I have been having for a few months: random crashes, mostly while playing resource-intensive games. My first guess was a temp issue, but neither CPU or GPU temp goes above 70°C. My second guess was PSU, as I replaced an old GTX 460 with a GTX 780 a few months before the issues started happening and the PSU was a 5y-old 550W Antec, and I have been told this brand isn't known for its quality in PSUs.
I have replaced it with a Corsair 750W a few weeks ago, and things seemed to go fine, but I got another crash yesterday - that led to a BSOD / KMODE_EXCEPTION_NOT_HANDLED - and one tonight.

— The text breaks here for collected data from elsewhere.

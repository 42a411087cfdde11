//! # codebase-mirror
//!
//! Turns a source tree into a per-file record dataset for language-model training.
//!
//! Every file is classified, read, and analyzed by a language-specific extractor
//! (classes, functions, imports, comments, call sites, named entities, complexity
//! metrics). Records are folded into a file-level dependency graph and a
//! function-level call graph, validated against a versioned schema and written
//! as JSON Lines, one stream per directory.
//!
//! ## Supported Languages
//!
//! Python, JavaScript, JSX, TypeScript, Vue, HTML, CSS (SCSS, Sass, Less), Markdown

pub mod config;
pub mod core;
pub mod error;
pub mod formatters;
pub mod parsers;

pub use config::PipelineConfig;
pub use core::{Pipeline, RunReport, RunSummary};
pub use error::{FileError, FileErrorKind, PipelineError};
use serde::{Deserialize, Serialize};
use std::collections::BTreeMap;

use super::record::FileKind;
use crate::error::{FileError, FileErrorKind};

/// Terminal state of one file in a run.
#[derive(Debug, Clone, Copy, PartialEq, Eq, Serialize, Deserialize)]
#[serde(rename_all = "camelCase")]
pub enum FileOutcome {
    Skipped,
    Failed,
    Analyzed,
    Cached,
}

/// Everything the orchestrator learned about one file.
#[derive(Debug, Clone)]
pub struct FileReport {
    pub path: String,
    pub kind: FileKind,
    pub outcome: FileOutcome,
    pub diagnostics: Vec<FileError>,
    pub loc: usize,
    pub size_bytes: u64,
    pub record_written: bool,
}

impl FileReport {
    pub fn new(path: impl Into<String>, kind: FileKind, outcome: FileOutcome) -> Self {
        Self {
            path: path.into(),
            kind,
            outcome,
            diagnostics: Vec::new(),
            loc: 0,
            size_bytes: 0,
            record_written: false,
        }
    }

    pub fn with_diagnostic(mut self, error: FileError) -> Self {
        self.diagnostics.push(error);
        self
    }
}

#[derive(Debug, Clone, Default, PartialEq, Eq, Serialize, Deserialize)]
#[serde(rename_all = "camelCase")]
pub struct KindStats {
    pub files: usize,
    pub loc: usize,
    pub bytes: u64,
}

#[derive(Debug, Clone, PartialEq, Eq, Serialize, Deserialize)]
#[serde(rename_all = "camelCase")]
pub struct Diagnostic {
    pub path: String,
    pub kind: FileErrorKind,
    pub detail: String,
}

#[derive(Debug, Clone, Default, PartialEq, Serialize, Deserialize)]
#[serde(rename_all = "camelCase")]
pub struct RunSummary {
    pub schema_version: String,
    pub files_seen: usize,
    pub analyzed: usize,
    pub cached: usize,
    pub skipped: usize,
    pub failed: usize,
    pub records_written: usize,
    pub dependency_edges: usize,
    pub call_edges: usize,
    pub unresolved_calls: usize,
    pub by_kind: BTreeMap<FileKind, KindStats>,
    pub diagnostics: Vec<Diagnostic>,
    /// Set when a fatal error or cancellation ended the run early.
    pub aborted: Option<String>,
}

impl RunSummary {
    pub fn new(schema_version: impl Into<String>) -> Self {
        Self {
            schema_version: schema_version.into(),
            ..Self::default()
        }
    }

    pub fn record(&mut self, report: FileReport) {
        self.files_seen += 1;
        match report.outcome {
            FileOutcome::Skipped => self.skipped += 1,
            FileOutcome::Failed => self.failed += 1,
            FileOutcome::Analyzed => self.analyzed += 1,
            FileOutcome::Cached => self.cached += 1,
        }

        let stats = self.by_kind.entry(report.kind).or_default();
        stats.files += 1;
        if report.record_written {
            stats.loc += report.loc;
            stats.bytes += report.size_bytes;
        }

        self.diagnostics
            .extend(report.diagnostics.into_iter().map(|error| Diagnostic {
                path: report.path.clone(),
                kind: error.kind,
                detail: error.detail,
            }));
    }

    /// Orders diagnostics by path so repeated runs produce the same summary.
    pub fn sort(&mut self) {
        self.diagnostics
            .sort_by(|a, b| (&a.path, a.kind).cmp(&(&b.path, b.kind)));
    }

    pub fn diagnostics_of(&self, kind: FileErrorKind) -> impl Iterator<Item = &Diagnostic> {
        self.diagnostics.iter().filter(move |d| d.kind == kind)
    }
}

Symptoms of the crashes are the screen going gray or white for a few seconds, then either receiving no input or displaying a still of the last rendered image, sometimes slightly corrupted. Sounds keep playing in the background, not looped. Input seems to still be received, as I managed to reboot the computers a few times by keeping ctrl+alt+del pressed for long enough. Usually if I try to reboot straight after a crash, the system doesn't stay stable for long and tends to crash again or have the screens turn off for a few milliseconds.
This seems to indicate the GPU just stops working for some reason when the crashes happen, but the rest of the system keeps working its merry way. I bought the GTX 780 online around february, slightly used but of good quality. There is no warning before the crashes, no FPS drop in game or otherwise, no sudden heat spike in my temp logs. Aside from the crashes, the card performs admirably in benchmarks or in recent games. Drivers are up to date, no overclocking is applied to any part of the rig, but I did start using EVGA Precision to control fan speeds when I thought it was a temp issue, and even using it to underclock the GPU in case it helped. It doesn't seem to.
I'm kinda running out of ideas, which is why I'm hoping to get some info out of the BSOD crash dump - as most of my crashes don't lead to a BSOD, I'm kinda making sure I don't waste this one. I'm hoping I don't have to write off the GTX 780, but if I have to I'd rather be sure I do actually have to.
In order to test various other causes of failures, I'm going to run a memtest86+ overnight, and then a few of the other stress tests found around in these forums. Can't hurt to have those results at hand before someone asks for them.
Thank you in advance for your feedback.
EDIT: memtest86+ is negative, no errors after 8th pass.
EDIT2: negative on Prime95 - no warnings/errors in 3h stress test.
EDIT3: solid positive on Furmark. Triggers a crash but unfortunately not another BSOD. CSV log pastebined here. Now running Driver Verifier to see if I'm looking at a driver or hardware issue.